Say you have picked out a couple of companies. Done your detailed research, estimated their potential gains, estimated the time horizons in which the catalysts would occur, and finally decided that they are good buys. So how exactly should your optimal portfolio look like? Do you pick the top 8? the top 10? or maybe just the top 3?
It struck me about 1-2 months ago that modeling this basket of stocks, is very much like modeling a basket of credit default swaps.
Studies have shown that the "jump" or appreciation of a stock's price, typically happens in only a few days in a year; meaning that if you miss out say, the best performing 10 days of your stock, your return will be mediocre. This is very much like a "jump" event, that is currently used to model credit events (default, bankruptcy, downgrade, etc.) for the pricing of credit default swaps.
Hence the techniques used to model CDSes (e.g. poisson processes, copulas, etc.), can be applicable to modeling equity portfolios.
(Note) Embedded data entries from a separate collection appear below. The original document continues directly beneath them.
//! Distribution: transport, membership, remote messaging, monitors/links,
//! the global registry, and distributed supervision.

pub mod global;
pub mod membership;
pub mod monitor;
pub mod remote;
pub mod supervisor;
pub mod transport;
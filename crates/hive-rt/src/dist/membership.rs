//! Cluster membership: peer set, heartbeats, gossip, failure detection.
//!
//! Membership consumes transport events and turns socket-level connectivity
//! into node-level liveness. A peer only counts as *up* once its first
//! heartbeat arrives -- the heartbeat doubles as the connection hello -- and
//! goes *down* on transport loss, a graceful departure announcement, or the
//! heartbeat sweeper noticing silence past the configured window.
//!
//! Gossip rides on heartbeats: every heartbeat carries the sender's known
//! peer set, and the receiver dials any previously-unknown entries. Merge is
//! idempotent by node id, so loops converge. Seed bootstrap dials every
//! non-self seed; an unreachable seed never prevents startup.

use std::panic::{catch_unwind, AssertUnwindSafe};
use std::sync::atomic::{AtomicBool, AtomicU64, Ordering};
use std::sync::Arc;
use std::time::{Duration, Instant};

use log::{debug, info, warn};
use parking_lot::{Mutex, RwLock};
use rustc_hash::FxHashMap;

use hive_wire::{ClusterMessage, NodeId, WireEnvelope};

use super::transport::{PeerDownCause, Transport};
use crate::actor::kernel::Kernel;
use crate::persist::Clock;

// ---------------------------------------------------------------------------
// Events
// ---------------------------------------------------------------------------

/// Lifecycle of the local node's cluster participation.
#[derive(Debug, Clone, Copy, PartialEq, Eq)]
pub enum ClusterStatus {
    Starting,
    Running,
    Stopping,
    Stopped,
}

/// A live peer, as last reported by its heartbeat.
#[derive(Debug, Clone)]
pub struct NodeInfo {
    pub id: NodeId,
    pub uptime_ms: u64,
    pub process_count: u64,
}

/// Node-level membership events.
#[derive(Debug, Clone)]
pub enum ClusterEvent {
    NodeUp(NodeInfo),
    NodeDown(NodeId, String),
    StatusChange(ClusterStatus),
}

type Subscriber = Arc<dyn Fn(&ClusterEvent) + Send + Sync>;

// ---------------------------------------------------------------------------
// Membership
// ---------------------------------------------------------------------------

struct PeerState {
    up: bool,
    last_heartbeat: Instant,
    uptime_ms: u64,
    process_count: u64,
}

/// Handle to the membership service. Cheap to clone.
#[derive(Clone)]
pub struct Membership {
    inner: Arc<MembershipInner>,
}

struct MembershipInner {
    local: NodeId,
    transport: Transport,
    kernel: Kernel,
    clock: Arc<dyn Clock>,
    peers: RwLock<FxHashMap<NodeId, PeerState>>,
    subscribers: RwLock<Vec<(u64, Subscriber)>>,
    next_token: AtomicU64,
    status: Mutex<ClusterStatus>,
    started_at: Instant,
    heartbeat_interval: Duration,
    heartbeat_deadline: Duration,
    shutdown: AtomicBool,
}

impl Membership {
    pub fn new(
        local: NodeId,
        transport: Transport,
        kernel: Kernel,
        clock: Arc<dyn Clock>,
        heartbeat_interval: Duration,
        heartbeat_deadline: Duration,
    ) -> Membership {
        Membership {
            inner: Arc::new(MembershipInner {
                local,
                transport,
                kernel,
                clock,
                peers: RwLock::new(FxHashMap::default()),
                subscribers: RwLock::new(Vec::new()),
                next_token: AtomicU64::new(0),
                status: Mutex::new(ClusterStatus::Starting),
                started_at: Instant::now(),
                heartbeat_interval,
                heartbeat_deadline,
                shutdown: AtomicBool::new(false),
            }),
        }
    }

    /// Dial the seeds and start the heartbeat/sweep thread.
    pub fn start(&self, seeds: &[NodeId]) {
        for seed in seeds {
            if seed != &self.inner.local {
                debug!("dialing seed {}", seed);
                self.inner.transport.connect(seed);
            }
        }
        let inner = Arc::clone(&self.inner);
        let _ = std::thread::Builder::new()
            .name("hive-heartbeat".to_string())
            .spawn(move || heartbeat_loop(inner));
        self.set_status(ClusterStatus::Running);
    }

    pub fn subscribe(&self, f: impl Fn(&ClusterEvent) + Send + Sync + 'static) -> u64 {
        let token = self.inner.next_token.fetch_add(1, Ordering::Relaxed);
        self.inner.subscribers.write().push((token, Arc::new(f)));
        token
    }

    pub fn unsubscribe(&self, token: u64) {
        self.inner.subscribers.write().retain(|(t, _)| *t != token);
    }

    pub fn status(&self) -> ClusterStatus {
        *self.inner.status.lock()
    }

    /// Peers currently considered up.
    pub fn connected_nodes(&self) -> Vec<NodeId> {
        let mut nodes: Vec<NodeId> = self
            .inner
            .peers
            .read()
            .iter()
            .filter(|(_, state)| state.up)
            .map(|(id, _)| id.clone())
            .collect();
        nodes.sort();
        nodes
    }

    /// Heartbeat-reported stats for every up peer.
    pub fn node_stats(&self) -> Vec<NodeInfo> {
        let mut stats: Vec<NodeInfo> = self
            .inner
            .peers
            .read()
            .iter()
            .filter(|(_, state)| state.up)
            .map(|(id, state)| NodeInfo {
                id: id.clone(),
                uptime_ms: state.uptime_ms,
                process_count: state.process_count,
            })
            .collect();
        stats.sort_by(|a, b| a.id.cmp(&b.id));
        stats
    }

    pub fn is_up(&self, peer: &NodeId) -> bool {
        self.inner
            .peers
            .read()
            .get(peer)
            .map(|state| state.up)
            .unwrap_or(false)
    }

    /// A transport connection came up: introduce ourselves immediately so
    /// the peer can key the connection and learn our stats.
    pub fn on_peer_up(&self, peer: &NodeId) {
        let _ = self
            .inner
            .transport
            .send(peer, &heartbeat_envelope(&self.inner));
    }

    /// A transport connection went down.
    pub fn on_peer_down(&self, peer: &NodeId, cause: PeerDownCause) {
        self.mark_down(peer, cause.as_str());
    }

    /// A peer announced its own departure.
    pub fn on_node_down_announcement(&self, peer: &NodeId, reason: &str) {
        self.inner.transport.disconnect(peer);
        self.mark_down(peer, reason);
    }

    /// Inbound heartbeat: refresh liveness, absorb stats, merge gossip.
    pub fn on_heartbeat(
        &self,
        peer: &NodeId,
        uptime_ms: u64,
        process_count: u64,
        gossip: &[NodeId],
    ) {
        let newly_up = {
            let mut peers = self.inner.peers.write();
            let state = peers.entry(peer.clone()).or_insert_with(|| PeerState {
                up: false,
                last_heartbeat: Instant::now(),
                uptime_ms: 0,
                process_count: 0,
            });
            state.last_heartbeat = Instant::now();
            state.uptime_ms = uptime_ms;
            state.process_count = process_count;
            let newly_up = !state.up;
            state.up = true;
            newly_up
        };

        if newly_up {
            info!("node up: {}", peer);
            self.emit(&ClusterEvent::NodeUp(NodeInfo {
                id: peer.clone(),
                uptime_ms,
                process_count,
            }));
        }

        // Gossip merge: dial anything we have never seen. Idempotent by
        // node-id equality, so mutual gossip converges instead of looping.
        for candidate in gossip {
            if candidate == &self.inner.local {
                continue;
            }
            let known = self.inner.peers.read().contains_key(candidate);
            if !known && !self.inner.transport.is_connected(candidate) {
                debug!("gossip discovered {}", candidate);
                self.inner.transport.connect(candidate);
            }
        }
    }

    /// Stop heartbeating and mark the local node as leaving.
    pub fn stop(&self) {
        self.set_status(ClusterStatus::Stopping);
        self.inner.shutdown.store(true, Ordering::Release);
        self.set_status(ClusterStatus::Stopped);
    }

    fn mark_down(&self, peer: &NodeId, reason: &str) {
        let was_up = {
            let mut peers = self.inner.peers.write();
            match peers.get_mut(peer) {
                Some(state) if state.up => {
                    state.up = false;
                    true
                }
                _ => false,
            }
        };
        if was_up {
            warn!("node down: {} ({})", peer, reason);
            self.emit(&ClusterEvent::NodeDown(peer.clone(), reason.to_string()));
        }
    }

    fn set_status(&self, status: ClusterStatus) {
        {
            let mut current = self.inner.status.lock();
            if *current == status {
                return;
            }
            *current = status;
        }
        self.emit(&ClusterEvent::StatusChange(status));
    }

    fn emit(&self, event: &ClusterEvent) {
        let subscribers: Vec<Subscriber> = self
            .inner
            .subscribers
            .read()
            .iter()
            .map(|(_, f)| Arc::clone(f))
            .collect();
        for subscriber in subscribers {
            if catch_unwind(AssertUnwindSafe(|| subscriber(event))).is_err() {
                warn!("cluster subscriber panicked on {:?}", event);
            }
        }
    }
}

fn heartbeat_envelope(inner: &MembershipInner) -> WireEnvelope {
    let peers: Vec<NodeId> = inner
        .peers
        .read()
        .iter()
        .filter(|(_, state)| state.up)
        .map(|(id, _)| id.clone())
        .collect();
    WireEnvelope::new(
        inner.local.clone(),
        inner.clock.now_ms(),
        ClusterMessage::Heartbeat {
            uptime_ms: inner.started_at.elapsed().as_millis() as u64,
            process_count: inner.kernel.process_count() as u64,
            peers,
        },
    )
}

/// Periodic heartbeat broadcast plus the silence sweeper. Any up peer whose
/// last heartbeat is older than the deadline is declared down and its
/// connection closed.
fn heartbeat_loop(inner: Arc<MembershipInner>) {
    let membership = Membership {
        inner: Arc::clone(&inner),
    };
    loop {
        // Sleep in slices so stop() is prompt.
        let mut remaining = inner.heartbeat_interval;
        let slice = Duration::from_millis(50);
        while remaining > Duration::ZERO {
            if inner.shutdown.load(Ordering::Acquire) {
                return;
            }
            let step = remaining.min(slice);
            std::thread::sleep(step);
            remaining -= step;
        }

        inner.transport.broadcast(&heartbeat_envelope(&inner));

        let silent: Vec<NodeId> = inner
            .peers
            .read()
            .iter()
            .filter(|(_, state)| state.up && state.last_heartbeat.elapsed() > inner.heartbeat_deadline)
            .map(|(id, _)| id.clone())
            .collect();
        for peer in silent {
            warn!("peer {} missed heartbeats", peer);
            membership.mark_down(&peer, "heartbeat_timeout");
            inner
                .transport
                .close_peer(&peer, PeerDownCause::HeartbeatTimeout);
        }
    }
}

// ---------------------------------------------------------------------------
// Tests
// ---------------------------------------------------------------------------
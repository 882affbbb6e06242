mod matcher;
mod tree;

pub use matcher::*;
pub use tree::*;
#[derive(Debug)]
enum Token {
    Static(String),
    Key {
        key: PatternKey,
        pattern: String,
        prefixed: bool,
    },
}

const DEFAULT_SEGMENT: &str = "[^/]+";

fn read_group(
    chars: &mut Peekable<Chars>,
    pattern: &str,
) -> Result<String, PatternError> {
    let mut out = String::new();
    while let Some(c) = chars.next() {
        match c {
            '\\' => {
                out.push('\\');
                match chars.next() {
                    Some(escaped) => out.push(escaped),
                    None => {
                        return Err(PatternError::DanglingEscape {
                            pattern: pattern.to_string(),
                        })
                    }
                }
            }
            '(' => {
                return Err(PatternError::NestedGroup {
                    pattern: pattern.to_string(),
                })
            }
            ')' => {
                if out.is_empty() {
                    return Err(PatternError::EmptyGroup {
                        pattern: pattern.to_string(),
                    });
                }
                return Ok(out);
            }
            c => out.push(c),
        }
    }
    Err(PatternError::UnbalancedGroup {
        pattern: pattern.to_string(),
    })
}

fn read_modifier(chars: &mut Peekable<Chars>) -> Modifier {
    let modifier = match chars.peek() {
        Some('?') => Modifier::Optional,
        Some('+') => Modifier::OneOrMore,
        Some('*') => Modifier::ZeroOrMore,
        _ => return Modifier::None,
    };
    chars.next();
    modifier
}

/// A `/` directly before a parameter belongs to the parameter: it is
/// repeated with `+`/`*` and omitted with `?`/`*` when the parameter is
/// absent.
fn take_prefix(text: &mut String) -> bool {
    if text.ends_with('/') {
        text.pop();
        true
    } else {
        false
    }
}

fn flush_static(tokens: &mut Vec<Token>, text: &mut String) {
    if !text.is_empty() {
        tokens.push(Token::Static(std::mem::take(text)));
    }
}

fn parse(pattern: &str) -> Result<Vec<Token>, PatternError> {
    let mut tokens = Vec::new();
    let mut text = String::new();
    let mut chars = pattern.chars().peekable();
    let mut next_index: u16 = 0;

    while let Some(c) = chars.next() {
        match c {
            '\\' => match chars.next() {
                Some(escaped) => text.push(escaped),
                None => {
                    return Err(PatternError::DanglingEscape {
                        pattern: pattern.to_string(),
                    })
                }
            },
            ':' => {
                let mut name = String::new();
                while let Some(&c) = chars.peek() {
                    if c.is_ascii_alphanumeric() || c == '_' {
                        name.push(c);
                        chars.next();
                    } else {
                        break;
                    }
                }
                if name.is_empty() {
                    return Err(PatternError::MissingName {
                        pattern: pattern.to_string(),
                    });
                }
                let group = if chars.peek() == Some(&'(') {
                    chars.next();
                    read_group(&mut chars, pattern)?
                } else {
                    DEFAULT_SEGMENT.to_string()
                };
                let modifier = read_modifier(&mut chars);
                let prefixed = take_prefix(&mut text);
                flush_static(&mut tokens, &mut text);
                tokens.push(Token::Key {
                    key: PatternKey {
                        name: KeyName::Named(Cow::Owned(name)),
                        modifier,
                    },
                    pattern: group,
                    prefixed,
                });
            }
            '(' => {
                let group = read_group(&mut chars, pattern)?;
                let modifier = read_modifier(&mut chars);
                let prefixed = take_prefix(&mut text);
                flush_static(&mut tokens, &mut text);
                tokens.push(Token::Key {
                    key: PatternKey {
                        name: KeyName::Index(next_index),
                        modifier,
                    },
                    pattern: group,
                    prefixed,
                });
                next_index += 1;
            }
            c => text.push(c),
        }
    }
    flush_static(&mut tokens, &mut text);
    Ok(tokens)
}
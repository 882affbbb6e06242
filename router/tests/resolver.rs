use futures::executor::block_on;
use std::{
    fmt,
    sync::{Arc, Mutex},
};
use waypoint_router::{
    ActionError, ActionResult, ResolveError, ResolveRequest, Resolver, Route,
};

#[derive(Debug)]
struct Boom;

impl fmt::Display for Boom {
    fn fmt(&self, f: &mut fmt::Formatter<'_>) -> fmt::Result {
        f.write_str("boom")
    }
}

impl std::error::Error for Boom {}

#[test]
fn actions_run_in_tree_order_until_one_accepts() {
    let log = Arc::new(Mutex::new(Vec::new()));
    let splat_log = Arc::clone(&log);
    let child_log = Arc::clone(&log);

    let resolver = Resolver::new([
        Route::new("/:rest*").action(move |_, _| {
            let log = Arc::clone(&splat_log);
            async move {
                log.lock().unwrap().push("splat");
                Ok(ActionResult::Continue)
            }
        }),
        Route::new("/a").child(Route::new("/b").action(move |_, _| {
            let log = Arc::clone(&child_log);
            async move {
                log.lock().unwrap().push("b");
                Ok(ActionResult::Found("done"))
            }
        })),
    ])
    .unwrap();

    let context = block_on(resolver.resolve("/a/b")).unwrap();
    assert_eq!(context.result, Some("done"));
    assert_eq!(log.lock().unwrap().as_slice(), ["splat", "b"]);
    // the declined branch was pruned from the chain
    let chain: Vec<&str> = context
        .chain
        .iter()
        .map(|entry| entry.route.path().as_str())
        .collect();
    assert_eq!(chain, ["/a", "/b"]);
}

#[test]
fn backtracks_to_a_matching_sibling() {
    let resolver = Resolver::with_root(Route::new("/a").children([
        Route::new("/b").child(
            Route::new("/c")
                .action(|_, _| async { Ok(ActionResult::Continue) }),
        ),
        Route::new("/b/c")
            .action(|_, _| async { Ok(ActionResult::Found("sibling")) }),
    ]))
    .unwrap();

    let context = block_on(resolver.resolve("/a/b/c")).unwrap();
    assert_eq!(context.result, Some("sibling"));
    let chain: Vec<&str> = context
        .chain
        .iter()
        .map(|entry| entry.route.path().as_str())
        .collect();
    assert_eq!(chain, ["/a", "/b/c"]);
}

#[test]
fn skip_subtree_excludes_the_declining_routes_children() {
    let inner_ran = Arc::new(Mutex::new(false));
    let inner_flag = Arc::clone(&inner_ran);

    let resolver = Resolver::new([
        Route::new("/a")
            .action(|_, _| async { Ok(ActionResult::SkipSubtree) })
            .child(Route::new("/b").action(move |_, _| {
                let flag = Arc::clone(&inner_flag);
                async move {
                    *flag.lock().unwrap() = true;
                    Ok(ActionResult::Found("inner"))
                }
            })),
        Route::new("/a/b")
            .action(|_, _| async { Ok(ActionResult::Found("outer")) }),
    ])
    .unwrap();

    let context = block_on(resolver.resolve("/a/b")).unwrap();
    assert_eq!(context.result, Some("outer"));
    assert!(!*inner_ran.lock().unwrap());
}

#[test]
fn empty_tree_resolves_to_404() {
    let resolver = Resolver::<()>::new([]).unwrap();
    let err = block_on(resolver.resolve("/")).unwrap_err();
    assert!(matches!(err, ResolveError::NotFound { .. }));
    assert_eq!(err.code(), 404);
    assert_eq!(err.context().pathname, "/");
    assert!(err.to_string().contains('/'));
}

#[test]
fn action_errors_are_annotated_and_identity_preserved() {
    let resolver = Resolver::new([Route::new("/a").action(|_, _| async {
        Err::<ActionResult<()>, _>(ActionError::new(Boom))
    })])
    .unwrap();

    let err = block_on(resolver.resolve("/a")).unwrap_err();
    assert_eq!(err.code(), 500);
    assert_eq!(err.context().pathname, "/a");
    assert_eq!(err.context().route_path.as_deref(), Some("/a"));
    let ResolveError::Action { source, .. } = err else {
        panic!("expected an action error");
    };
    assert!(source.get_ref().downcast_ref::<Boom>().is_some());
}

#[test]
fn preexisting_error_codes_are_kept() {
    let resolver = Resolver::new([Route::new("/a").action(|_, _| async {
        Err::<ActionResult<()>, _>(ActionError::with_code(403, Boom))
    })])
    .unwrap();

    let err = block_on(resolver.resolve("/a")).unwrap_err();
    assert_eq!(err.code(), 403);
}

#[test]
fn error_handler_substitutes_the_result() {
    let resolver = Resolver::<&'static str>::new([])
        .unwrap()
        .error_handler(|err| {
            if err.code() == 404 {
                "missing"
            } else {
                "broken"
            }
        });
    let context = block_on(resolver.resolve("/nowhere")).unwrap();
    assert_eq!(context.result, Some("missing"));
}

#[test]
fn next_resolves_deeper_candidates_first() {
    let resolver = Resolver::new([Route::new("/a")
        .action(|_, next| async move {
            match next.run().await? {
                ActionResult::NotFound => {
                    Ok(ActionResult::Found("parent fallback"))
                }
                found => Ok(found),
            }
        })
        .child(
            Route::new("/b")
                .action(|_, _| async { Ok(ActionResult::Found("child")) }),
        )])
    .unwrap();

    let context = block_on(resolver.resolve("/a/b")).unwrap();
    assert_eq!(context.result, Some("child"));
    assert_eq!(context.route.path().as_str(), "/b");
}

#[test]
fn next_is_scoped_to_the_actions_subtree() {
    // the first `/a` looks past itself; its subtree has nothing for the
    // pathname, so `run` answers NotFound without consuming the sibling
    let resolver = Resolver::new([
        Route::new("/a")
            .action(|_, next| async move {
                match next.run().await? {
                    ActionResult::NotFound => Ok(ActionResult::Continue),
                    found => Ok(found),
                }
            })
            .child(
                Route::new("/nope").action(|_, _| async {
                    Ok(ActionResult::Found("never"))
                }),
            ),
        Route::new("/a")
            .action(|_, _| async { Ok(ActionResult::Found("second")) }),
    ])
    .unwrap();

    let context = block_on(resolver.resolve("/a")).unwrap();
    assert_eq!(context.result, Some("second"));
}

#[test]
fn custom_resolve_route_seam_bypasses_actions() {
    let resolver = Resolver::new([Route::new("/a")
        .named("target")
        .action(|_, _| async { Ok(ActionResult::Found("action")) })])
    .unwrap()
    .resolve_route(|ctx, _| async move {
        if ctx.route.name() == Some("target") {
            Ok(ActionResult::Found("seam"))
        } else {
            Ok(ActionResult::Continue)
        }
    });

    let context = block_on(resolver.resolve("/a")).unwrap();
    assert_eq!(context.result, Some("seam"));
}

#[test]
fn routes_can_be_replaced_wholesale() {
    let resolver = Resolver::new([Route::new("/old")
        .action(|_, _| async { Ok(ActionResult::Found("old")) })])
    .unwrap();
    assert_eq!(resolver.get_routes().len(), 1);

    resolver
        .set_routes([Route::new("/new")
            .action(|_, _| async { Ok(ActionResult::Found("new")) })])
        .unwrap();
    let context = block_on(resolver.resolve("/new")).unwrap();
    assert_eq!(context.result, Some("new"));
    assert_eq!(block_on(resolver.resolve("/old")).unwrap_err().code(), 404);

    resolver.remove_routes();
    assert!(resolver.get_routes().is_empty());
}

#[test]
fn set_routes_validates_shape() {
    let resolver = Resolver::<()>::new([]).unwrap();
    let err = resolver.set_routes([Route::new("/inert")]).unwrap_err();
    assert_eq!(err.path, "/inert");
}

#[test]
fn base_prefix_is_stripped_before_matching() {
    let resolver = Resolver::new([Route::new("/users/:id").action(
        |ctx, _| async move {
            Ok(ActionResult::Found(
                ctx.params.get("id").unwrap_or_default(),
            ))
        },
    )])
    .unwrap()
    .base("/app");

    let context = block_on(resolver.resolve("/app/users/7")).unwrap();
    assert_eq!(context.result.as_deref(), Some("7"));
    // the full pathname is preserved on the context
    assert_eq!(context.pathname, "/app/users/7");

    let err = block_on(resolver.resolve("/elsewhere")).unwrap_err();
    assert_eq!(err.code(), 404);
}

#[test]
fn request_state_reaches_actions() {
    let resolver = Resolver::new([Route::new("/a").action(
        |ctx, _| async move {
            let n = ctx
                .state
                .as_ref()
                .and_then(|state| state.downcast_ref::<u32>())
                .copied()
                .unwrap_or(0);
            Ok(ActionResult::Found(n))
        },
    )])
    .unwrap();

    let context = block_on(
        resolver.resolve(ResolveRequest::new("/a").with_state(42u32)),
    )
    .unwrap();
    assert_eq!(context.result, Some(42));
}

#[test]
fn malformed_patterns_fail_resolution_with_500() {
    let resolver = Resolver::new([Route::new("/a(")
        .action(|_, _| async { Ok(ActionResult::Found(())) })])
    .unwrap();
    let err = block_on(resolver.resolve("/a")).unwrap_err();
    assert_eq!(err.code(), 500);
    assert!(matches!(err, ResolveError::Pattern { .. }));
}

#[test]
fn a_resolver_can_serve_repeated_and_interleaved_calls() {
    let resolver = Resolver::new([Route::new("/n/:num").action(
        |ctx, _| async move {
            Ok(ActionResult::Found(ctx.params.get("num").unwrap_or_default()))
        },
    )])
    .unwrap();

    // each call owns its own context and iterator
    let first = resolver.resolve("/n/1");
    let second = resolver.resolve("/n/2");
    let second = block_on(second).unwrap();
    let first = block_on(first).unwrap();
    assert_eq!(first.result.as_deref(), Some("1"));
    assert_eq!(second.result.as_deref(), Some("2"));
}
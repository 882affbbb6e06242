use crate::matching::PatternError;
use std::fmt;
use thiserror::Error;

/// Diagnostic snapshot of the resolution state at the moment of failure.
#[derive(Debug, Clone, Default, PartialEq, Eq)]
pub struct ErrorContext {
    /// The pathname the failed [`resolve`](crate::Resolver::resolve) call
    /// was working on.
    pub pathname: String,
    /// The `path` of the route under attempt when the failure occurred,
    /// if any route had been reached.
    pub route_path: Option<String>,
}

impl fmt::Display for ErrorContext {
    fn fmt(&self, f: &mut fmt::Formatter<'_>) -> fmt::Result {
        match &self.route_path {
            Some(route) => {
                write!(f, "\"{}\" (route \"{}\")", self.pathname, route)
            }
            None => write!(f, "\"{}\"", self.pathname),
        }
    }
}

/// An error produced by a route action.
///
/// The original error value is carried unchanged as the source, so callers
/// can recover it through [`std::error::Error::source`] or
/// [`get_ref`](Self::get_ref). An action that already knows its status
/// code can attach one with [`with_code`](Self::with_code); the engine
/// will not overwrite it.
#[derive(Error, Debug)]
#[error("{source}")]
pub struct ActionError {
    pub(crate) code: Option<u16>,
    #[source]
    source: Box<dyn std::error::Error + Send + Sync>,
}

impl ActionError {
    /// Wraps an error produced by an action.
    pub fn new(
        source: impl Into<Box<dyn std::error::Error + Send + Sync>>,
    ) -> Self {
        Self {
            code: None,
            source: source.into(),
        }
    }

    /// Wraps an error that carries its own status code.
    pub fn with_code(
        code: u16,
        source: impl Into<Box<dyn std::error::Error + Send + Sync>>,
    ) -> Self {
        Self {
            code: Some(code),
            source: source.into(),
        }
    }

    /// The status code attached by the action, if any.
    pub fn code(&self) -> Option<u16> {
        self.code
    }

    /// Borrows the original error value.
    pub fn get_ref(&self) -> &(dyn std::error::Error + Send + Sync + 'static) {
        self.source.as_ref()
    }

    /// Recovers the original error value.
    pub fn into_inner(self) -> Box<dyn std::error::Error + Send + Sync> {
        self.source
    }
}

impl From<&str> for ActionError {
    fn from(message: &str) -> Self {
        Self::new(message.to_string())
    }
}

impl From<String> for ActionError {
    fn from(message: String) -> Self {
        Self::new(message)
    }
}

/// A failed resolution.
///
/// Every variant exposes a status [`code`](Self::code) and the
/// [`context`](Self::context) active when the failure occurred.
#[derive(Error, Debug)]
pub enum ResolveError {
    /// The match sequence was exhausted without any action producing a
    /// result.
    #[error("page not found ({})", .context.pathname)]
    NotFound {
        /// Where resolution stood when the sequence ran dry.
        context: ErrorContext,
    },
    /// An action failed while resolving.
    #[error("resolution of {context} failed: {source}")]
    Action {
        /// Where resolution stood when the action failed.
        context: ErrorContext,
        /// The action's own code, or 500.
        code: u16,
        /// The failing action's error, identity preserved.
        #[source]
        source: ActionError,
    },
    /// A route's path expression failed to compile.
    #[error("resolution of {context} failed: {source}")]
    Pattern {
        /// Where resolution stood when compilation failed.
        context: ErrorContext,
        /// The compilation failure.
        #[source]
        source: PatternError,
    },
}

impl ResolveError {
    /// The status code for this failure: 404 for an exhausted match
    /// sequence, the action's own code or 500 otherwise.
    pub fn code(&self) -> u16 {
        match self {
            ResolveError::NotFound { .. } => 404,
            ResolveError::Action { code, .. } => *code,
            ResolveError::Pattern { .. } => 500,
        }
    }

    /// The resolution state captured when the failure occurred.
    pub fn context(&self) -> &ErrorContext {
        match self {
            ResolveError::NotFound { context }
            | ResolveError::Action { context, .. }
            | ResolveError::Pattern { context, .. } => context,
        }
    }
}

/// A route definition that cannot take part in resolution.
#[derive(Error, Debug, Clone, PartialEq, Eq)]
#[error("invalid route \"{path}\": {reason}")]
pub struct InvalidRouteError {
    /// The `path` of the offending route.
    pub path: String,
    /// Why the route was rejected.
    pub reason: &'static str,
}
The random processes can be simulated, with each jump resulting in an amplitude multiplier representing the potential gain of a stock (i.e. discount to fair value), and the intensity of a process relating to the estimated time horizon in which a catalyst would occur. The simulation would then be able to simulate different portfolio value process, get expected values, stderrs, apply variance reduction techniques and all that good stuff. Different portfolio rules (e.g. after a predicted gain is realised, shift money to highest potential gain stock among those that have not "popped" yet) can be applied in the simulation and their results analysed.
I have not seen such a thing being done before yet. Perhaps it is just rare to find someone with exposures to both fields: value/fundamental investing and mathematical finance.